Exercises Up:Identical Particles Previous:Two-Electron SystemConsider the helium atom, which is a good example of a two-electron system. The Hamiltonian is written
where , , , and . Suppose that the final term on the right-hand side of the above expression were absent. In this case, the overall spatial wavefunction can be formed from products of hydrogen atom wavefunctions calculated with, instead of . Each of these wavefunctions is characterized by the usual triplet of quantum numbers, , , and . Now, the total spin of the system is a constant of the motion (since obviously commutes with the Hamiltonian), so the overall spin state is either the singlet or the triplet state. The corresponding spatial wavefunction is symmetric in the former case, andantisymmetric in the latter. Suppose that one electron has the quantum numbers , , whereas the other has the quantum numbers , , . The corresponding spatial wavefunction is
| (1082) |
where the plus and minus signs correspond to the singlet and triplet spin states, respectively.
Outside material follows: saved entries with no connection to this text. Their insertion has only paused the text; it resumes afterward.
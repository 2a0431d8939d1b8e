use super::query::{self, SearchQuery};
use crate::error::EngineError;
use crate::types::{Scene, Sensor};
use anyhow::Result;
use serde_json::Value;

/// Blocking twin of [`super::CatalogClient`] for plain command-line calls.
///
/// Shares the request-body construction and pagination handling with the
/// async client through [`query`].
#[derive(Debug, Default)]
pub struct BlockingCatalogClient {
	http: reqwest::blocking::Client,
}

impl BlockingCatalogClient {
	pub fn new() -> BlockingCatalogClient {
		BlockingCatalogClient {
			http: reqwest::blocking::Client::new(),
		}
	}

	pub fn search(&self, query: &SearchQuery) -> Result<Vec<Scene>> {
		let search_url = query.search_url();
		let mut url = search_url.clone();
		let mut method = "POST".to_string();
		let mut body = Some(query.body());
		let mut scenes = Vec::new();

		loop {
			let request = if method.eq_ignore_ascii_case("GET") {
				self.http.get(&url)
			} else {
				self.http.post(&url).json(body.as_ref().unwrap_or(&Value::Null))
			};
			let response = request
				.send()
				.map_err(|err| EngineError::catalog(format!("request to {url} failed: {err}")))?;

			let status = response.status();
			if !status.is_success() {
				let detail = response.text().unwrap_or_default();
				return Err(EngineError::catalog(format!("status {status} from {url}: {detail}")));
			}

			let page: Value = response
				.json()
				.map_err(|err| EngineError::catalog(format!("unreadable response from {url}: {err}")))?;
			query::collect_scenes(&page, &mut scenes)?;

			match query::next_page(&page) {
				Some(next) => {
					url = next.href.unwrap_or_else(|| search_url.clone());
					method = next.method;
					if next.body.is_some() {
						body = next.body;
					}
				}
				None => break,
			}
		}
		Ok(scenes)
	}

	pub fn sign_href(&self, href: &str) -> Result<String> {
		let response = self
			.http
			.get(query::SIGNING_URL)
			.query(&[("href", href)])
			.send()
			.map_err(|err| EngineError::catalog(format!("signing request failed: {err}")))?;
		let status = response.status();
		if !status.is_success() {
			return Err(EngineError::catalog(format!("signing failed with status {status}")));
		}
		let payload: Value = response
			.json()
			.map_err(|err| EngineError::catalog(format!("unreadable signing response: {err}")))?;
		query::signed_href(&payload)
	}

	pub fn resolve_href(&self, sensor: Sensor, href: &str) -> Result<String> {
		if sensor.needs_signing() {
			self.sign_href(href)
		} else {
			Ok(href.to_string())
		}
	}
}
Here, is a standard hydrogen atom wavefunction (calculated with ). For the special case in which the two sets of spatial quantum numbers, , , and , are the same, the triplet spin state does not exist (because the associated spatial wavefunction is null). Hence, onlysinglet spin state is allowed, and the spatial wavefunction reduces to
In particular, the ground state (, , ) can only exist as a singlet spin state (i.e., a state of overall spin 0), and has thespatial wavefunction
| (1084) |
![Atom](https://upload.wikimedia.org/wikipedia/commons/thumb/4/4a/"Ivy_Mike"_atmospheric_nuclear_test_-_November_1952_-_Flickr_-_The_Official_CTBTO_Photostream.jpg/1200px-"Ivy_Mike"_atmospheric_nuclear_test_-_November_1952_-_Flickr_-_The_Official_CTBTO_Photostream.jpg "Atom"){kind=spacer}
where is the Bohr radius. This follows because
The energy of this stateis
| (1086) |
where is the ground state energy of a hydrogen atom. In the above expression, the factor of comes from the fact thatthere are two electrons in a helium atom.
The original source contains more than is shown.